Michael Alan Krawitz is a US Air force veteran, Executive Director of the non-profit Veterans for Medical Cannabis Access, researcher on the history of medical cannabis, and international advocate for cannabis policy reform with FAAAT think & do tank and the International Association for Cannabinoid Medicines.

==Biography==
Krawitz served in the United States Air Force from 1981 to 1986 as an Electronic Warfare Systems Technician working on avionics on-board B-52 bombers and was a sergeant. He was stationed in Guam.

Electronic Warfare Systems technician and repaired

Apart from his military career, Krawitz has been involved in the United States, researching the traditions and historicity of cannabis in the country, as well as working to secure access and availability of medical cannabis for veterans, in particular with the United States Department of Veterans Affairs and has extended its involvement at the international level since the United Nations General Assembly Special Session on the world drug situation in 1998 throughout the 2020s.

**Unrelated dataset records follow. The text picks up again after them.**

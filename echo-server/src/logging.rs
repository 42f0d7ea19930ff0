//! Diagnostic logging setup.
//!
//! The per-request console trace goes to stdout with `println!`. Everything
//! emitted through `tracing` goes to stderr so the two never interleave on
//! the same stream.

use tracing_subscriber::EnvFilter;

const DEFAULT_FILTER: &str = "info";

/// Install the global `tracing` subscriber.
///
/// `RUST_LOG` narrows or widens diagnostics; it has no effect on responses.
pub fn init() {
    let filter =
        EnvFilter::try_from_default_env().unwrap_or_else(|_| EnvFilter::new(DEFAULT_FILTER));

    tracing_subscriber::fmt()
        .with_env_filter(filter)
        .with_target(false)
        .with_writer(std::io::stderr)
        .init();
}
use std::future::{Future, IntoFuture};
use std::io::{self, Write};
use std::time::Duration;

use axum::{
    body::Bytes,
    extract::{FromRequest, Request},
    http::{
        header::{
            ACCESS_CONTROL_ALLOW_METHODS, ACCESS_CONTROL_ALLOW_ORIGIN, ALLOW, CONTENT_LENGTH,
            CONTENT_TYPE,
        },
        StatusCode, Uri,
    },
    response::{IntoResponse, Response},
    Router,
};
use echo_core::{
    decode_body, declared_content_length, EchoMethod, Envelope, ExchangeTrace, RequestTrace,
};
use tokio::{net::TcpListener, sync::oneshot};
use tracing::{debug, error, info, info_span, warn, Instrument};
use uuid::Uuid;

pub mod banner;
pub mod config;
pub mod error;
pub mod logging;

pub use config::Config;
pub use error::ServerError;

/// Every path and every method lands on the same handler.
pub fn app() -> Router {
    Router::new().fallback(echo)
}

/// How long open connections get to finish once shutdown starts.
pub const DRAIN_TIMEOUT: Duration = Duration::from_secs(2);

/// Serve until `shutdown` resolves, then stop accepting connections.
///
/// Connections still open after [`DRAIN_TIMEOUT`] are abandoned, so a
/// stalled client cannot hold the process up.
pub async fn run_until<F>(listener: TcpListener, shutdown: F) -> Result<(), ServerError>
where
    F: Future<Output = ()> + Send + 'static,
{
    let (drain, draining) = oneshot::channel::<()>();
    let serve = axum::serve(listener, app())
        .with_graceful_shutdown(async move {
            let _ = draining.await;
        })
        .into_future();
    tokio::pin!(serve);

    tokio::select! {
        result = &mut serve => return result.map_err(ServerError::from),
        () = shutdown => {}
    }

    let _ = drain.send(());
    match tokio::time::timeout(DRAIN_TIMEOUT, serve).await {
        Ok(result) => result?,
        Err(_) => warn!(timeout = ?DRAIN_TIMEOUT, "abandoning open connections"),
    }
    info!("listener stopped");
    Ok(())
}

async fn echo(request: Request) -> Response {
    let span = info_span!(
        "request",
        id = %Uuid::new_v4(),
        method = %request.method(),
        path = %request_path(request.uri()),
    );
    handle(request).instrument(span).await
}

async fn handle(request: Request) -> Response {
    let Ok(method) = request.method().as_str().parse::<EchoMethod>() else {
        warn!("unsupported method");
        return method_not_allowed();
    };

    let path = request_path(request.uri()).to_string();
    let headers = request.headers().iter().map(|(name, value)| {
        (
            name.as_str(),
            String::from_utf8_lossy(value.as_bytes()).into_owned(),
        )
    });
    let mut trace = RequestTrace::new(method, &path, headers);

    if method.reads_body() {
        let declared = declared_content_length(
            request
                .headers()
                .get(CONTENT_LENGTH)
                .and_then(|v| v.to_str().ok()),
        );
        let bytes = match Bytes::from_request(request, &()).await {
            Ok(bytes) => bytes,
            Err(rejection) => {
                warn!(%rejection, "failed to read request body");
                print_trace(&ExchangeTrace {
                    request: &trace,
                    response: None,
                });
                return rejection.into_response();
            }
        };
        trace = trace.with_body(decode_body(&bytes, declared));
    }

    let envelope = Envelope::for_request(method, &path, trace.body.as_deref());
    let response = match &envelope {
        Some(envelope) => json_response(envelope),
        None => preflight_response(),
    };
    print_trace(&ExchangeTrace {
        request: &trace,
        response: envelope.as_ref(),
    });
    response
}

/// Write one request's trace to stdout while holding the lock, so traces
/// from concurrent connections never interleave.
fn print_trace(trace: &ExchangeTrace<'_>) {
    let mut out = io::stdout().lock();
    if let Err(err) = write_trace(&mut out, trace) {
        debug!(%err, "failed to write console trace");
    }
}

fn write_trace<W: Write>(out: &mut W, trace: &ExchangeTrace<'_>) -> io::Result<()> {
    writeln!(out, "{trace}")?;
    out.flush()
}

/// Path plus query string, verbatim.
fn request_path(uri: &Uri) -> &str {
    uri.path_and_query().map_or("/", |pq| pq.as_str())
}

fn json_response(envelope: &Envelope) -> Response {
    let body = match envelope.to_pretty_json() {
        Ok(body) => body,
        Err(err) => {
            error!(%err, "failed to serialize envelope");
            return StatusCode::INTERNAL_SERVER_ERROR.into_response();
        }
    };
    debug!(status = envelope.status, "responding");
    (
        StatusCode::OK,
        [
            (CONTENT_TYPE, "application/json"),
            (ACCESS_CONTROL_ALLOW_ORIGIN, "*"),
        ],
        body,
    )
        .into_response()
}

fn preflight_response() -> Response {
    let allow = EchoMethod::allow_header_value();
    (
        StatusCode::OK,
        [
            (ALLOW, allow.clone()),
            (ACCESS_CONTROL_ALLOW_ORIGIN, "*".to_string()),
            (ACCESS_CONTROL_ALLOW_METHODS, allow),
        ],
    )
        .into_response()
}

fn method_not_allowed() -> Response {
    (
        StatusCode::METHOD_NOT_ALLOWED,
        [(ALLOW, EchoMethod::allow_header_value())],
    )
        .into_response()
}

Internationally he has been involved in the New-York NGO Committee on Drugs as Executive Committee member, as patient representative of the International Association for Cannabinoid Medicines. Krawitz is also policy adviser of the organization FAAAT think & do tank for his involvement around the World Health Organization and Single Convention on Narcotic Drugs international scheduling of Cannabis, being instrumental in the efforts leading to the withdrawal of "cannabis and cannabis resin" from Schedule IV of the 1961 Convention, in December 2020.

Krawitz is also working on the creation of Appellation of Origin and other intellectual property tools for traditional Cannabis products, both in the United States, participating as a board member of the Californian farmers organization Origins Council, and internationally as a registered observer to the World Intellectual Property Organization.

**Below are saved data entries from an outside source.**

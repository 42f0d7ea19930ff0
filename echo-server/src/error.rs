//! Errors surfaced by the listener.
//!
//! Per-request faults never reach this type: malformed bodies are echoed as
//! raw text and transport errors are answered by the HTTP stack itself.

use std::io;

use thiserror::Error;

#[derive(Debug, Error)]
pub enum ServerError {
    /// The listening socket could not be bound.
    #[error("failed to bind {addr}: {source}")]
    Bind {
        addr: String,
        #[source]
        source: io::Error,
    },

    /// The accept loop stopped with an I/O error.
    #[error("server error: {0}")]
    Serve(#[from] io::Error),
}
pub mod health;

use axum::{
    extract::DefaultBodyLimit,
    routing::{get, post, put},
    Router,
};

use crate::courses::handlers as courses;
use crate::generation::handlers::{self as generation, MAX_PAPER_UPLOAD_BYTES};
use crate::jobs::handlers as jobs;
use crate::portal::handlers as portal;
use crate::seed::handlers as seed;
use crate::state::AppState;

pub fn build_router(state: AppState) -> Router {
    Router::new()
        .route("/health", get(health::health_handler))
        // AI generation (rate limited)
        .route("/api/quiz/from-paper", post(generation::handle_quiz_from_paper))
        .route(
            "/api/quiz/from-paper/upload",
            post(generation::handle_quiz_from_paper_upload)
                .layer(DefaultBodyLimit::max(MAX_PAPER_UPLOAD_BYTES)),
        )
        .route("/api/quiz/from-topic", post(generation::handle_quiz_from_topic))
        .route("/api/discovery/cards", post(generation::handle_discovery_cards))
        .route("/api/discovery/details", post(generation::handle_discovery_details))
        .route("/api/courses/generate", post(courses::handle_generate_course))
        // Courses and enrollments
        .route("/api/courses", get(courses::handle_list_courses))
        .route("/api/courses/:cid", get(courses::handle_get_course))
        .route("/api/courses/:cid/content", put(courses::handle_update_content))
        .route("/api/courses/:cid/share-link", get(courses::handle_share_link))
        .route(
            "/api/enrollments",
            get(courses::handle_list_enrollments).post(courses::handle_enroll),
        )
        .route(
            "/api/enrollments/:cid/progress",
            put(courses::handle_update_progress),
        )
        // Jobs
        .route("/api/jobs", get(jobs::handle_list_jobs))
        // Branch portal
        .route("/api/branches", get(portal::handle_list_branches))
        .route("/api/branches/:code/subjects", get(portal::handle_list_subjects))
        .route("/api/branches/:code/papers", get(portal::handle_list_papers))
        .route("/api/papers/:paper_id/download", get(portal::handle_download_paper))
        .route("/api/mock-exams", get(portal::handle_list_mock_exams))
        .route("/api/mock-exams/:exam_id", get(portal::handle_get_mock_exam))
        .route(
            "/api/mock-exams/:exam_id/submit",
            post(portal::handle_submit_mock_exam),
        )
        .route(
            "/api/user/branch",
            get(portal::handle_get_user_branch).put(portal::handle_set_user_branch),
        )
        .route(
            "/api/progress",
            get(portal::handle_get_progress).post(portal::handle_record_progress),
        )
        .route("/api/users", post(portal::handle_upsert_user))
        // Admin
        .route("/api/admin/seed", post(seed::handle_admin_seed))
        .with_state(state)
}

#[cfg(test)]
mod tests {
    use std::sync::Arc;

    use axum::{
        body::{to_bytes, Body},
        http::{Request, StatusCode},
    };
    use serde_json::Value;
    use tower::ServiceExt;

    use super::*;
    use crate::auth::testing::StaticSessionVerifier;
    use crate::generation::testing::ScriptedLlm;

    #[tokio::test]
    async fn health_is_public() {
        let app = build_router(AppState::for_tests(
            Arc::new(ScriptedLlm::failing()),
            Arc::new(StaticSessionVerifier::default()),
            10,
        ));
        let response = app
            .oneshot(Request::builder().uri("/health").body(Body::empty()).unwrap())
            .await
            .unwrap();
        assert_eq!(response.status(), StatusCode::OK);

        let bytes = to_bytes(response.into_body(), usize::MAX).await.unwrap();
        let body: Value = serde_json::from_slice(&bytes).unwrap();
        assert_eq!(body["status"], "ok");
        assert_eq!(body["service"], "campus-api");
    }
}
use std::time::{Duration, SystemTime, UNIX_EPOCH};

use async_trait::async_trait;

use super::{InMemoryRateLimitStore, RateLimitStore, WindowHit};

const KEY_PREFIX: &str = "campus:ratelimit";

/// Fixed windows shared by every instance through Redis. Each window gets its
/// own key, bumped and given a TTL in one atomic `INCR` + `EXPIRE`.
/// Falls back to process-local counting while Redis is unreachable.
pub struct RedisRateLimitStore {
    client: redis::Client,
    fallback: InMemoryRateLimitStore,
}

impl RedisRateLimitStore {
    pub fn new(client: redis::Client, fallback: InMemoryRateLimitStore) -> Self {
        Self { client, fallback }
    }

    async fn hit_redis(&self, token: &str, window: Duration) -> redis::RedisResult<WindowHit> {
        let now = SystemTime::now()
            .duration_since(UNIX_EPOCH)
            .unwrap_or_default();
        let slot = WindowSlot::at(now, window);
        let key = slot.key(token);
        let ttl = i64::try_from(slot.secs).unwrap_or(i64::MAX);

        let mut conn = self.client.get_multiplexed_async_connection().await?;
        let (count, _): (u64, bool) = redis::pipe()
            .atomic()
            .incr(&key, 1u64)
            .expire(&key, ttl)
            .query_async(&mut conn)
            .await?;
        Ok(WindowHit {
            count,
            resets_in: slot.resets_in,
        })
    }
}

/// The fixed window a moment falls into, aligned to the Unix epoch.
#[derive(Debug, Clone, Copy, PartialEq, Eq)]
struct WindowSlot {
    index: u64,
    secs: u64,
    resets_in: Duration,
}

impl WindowSlot {
    fn at(since_epoch: Duration, window: Duration) -> Self {
        let secs = window.as_secs().max(1);
        let window_start = Duration::from_secs(since_epoch.as_secs() / secs * secs);
        Self {
            index: since_epoch.as_secs() / secs,
            secs,
            resets_in: (window_start + Duration::from_secs(secs)).saturating_sub(since_epoch),
        }
    }

    fn key(&self, token: &str) -> String {
        format!("{KEY_PREFIX}:{token}:{}", self.index)
    }
}

#[async_trait]
impl RateLimitStore for RedisRateLimitStore {
    async fn hit(&self, token: &str, window: Duration) -> WindowHit {
        match self.hit_redis(token, window).await {
            Ok(hit) => hit,
            Err(e) => {
                tracing::warn!("redis rate-limit fallback: {e}");
                self.fallback.hit(token, window).await
            }
        }
    }
}

#[cfg(test)]
mod tests {
    use super::*;

    #[test]
    fn keys_are_namespaced_per_token_and_window() {
        let window = Duration::from_secs(60);
        let slot = WindowSlot::at(Duration::from_secs(125), window);
        assert_eq!(slot.key("ana@campus.test"), "campus:ratelimit:ana@campus.test:2");
        assert_eq!(slot.resets_in, Duration::from_secs(55));
    }

    #[test]
    fn crossing_a_boundary_moves_to_a_fresh_key() {
        let window = Duration::from_secs(60);
        let last = WindowSlot::at(Duration::from_millis(119_999), window);
        let next = WindowSlot::at(Duration::from_secs(120), window);
        assert_ne!(last.key("ana"), next.key("ana"));
        assert_eq!(next.resets_in, window);
        assert!(last.resets_in <= Duration::from_millis(1));
    }

    #[test]
    fn sub_second_windows_round_up_to_one_second() {
        let slot = WindowSlot::at(Duration::from_secs(10), Duration::from_millis(200));
        assert_eq!(slot.secs, 1);
        assert_eq!(slot.index, 10);
    }

    #[tokio::test]
    async fn unreachable_redis_falls_back_to_memory() {
        // Port 1 is never a Redis server; the connection attempt fails fast.
        let client = redis::Client::open("redis://127.0.0.1:1/").unwrap();
        let store = RedisRateLimitStore::new(client, InMemoryRateLimitStore::new(100));
        let window = Duration::from_secs(60);
        assert_eq!(store.hit("ana", window).await.count, 1);
        assert_eq!(store.hit("ana", window).await.count, 2);
    }
}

Since 2021, he has been member of board of advisors to the Virginia Cannabis Control Authority (Cannabis Public Health Advisory Council).

==Publications==

- Mathre, Mary (2002). "Cannabis series-the whole story Part 4: The medicinal use of Cannabis pre-prohibition."
- Wirtshafter, Don (2006). "Hemp Stamps Bring Record Prices"
- Krawitz, Michael A. (2006). "Parke, Davis Marketed Cannabis Extracts To Doctors With 'Buy American' Pitch."
- Krawitz, Michael (2007). "Collectible Cannabis Art"
- Krawitz, Michael (2008). "Nostrums, Quackery, and Visions of Grandeur"
- Krawitz, Michael (2015). "Statement of Michael Krawitz as delivered to the World Health Organization, Expert Committee on Drug Dependence."
- Krawitz, Michael (2015). "Veterans Health Administration Policy on Cannabis as an Adjunct to Pain Treatment with Opiates"
- Riboulet-Zemouli, Kenzi (2018). "The Crimson Digest (Vol. 1), Briefing on the international scientific assessment of Cannabis: Processes, stakeholders and history"
- Riboulet-Zemouli, Kenzi (2021). "History, Science, and Politics of International Cannabis Scheduling, 2015–2021"
- Riboulet-Zemouli, Kenzi (2022). "WHO's first scientific review of medicinal Cannabis: from global struggle to patient implications"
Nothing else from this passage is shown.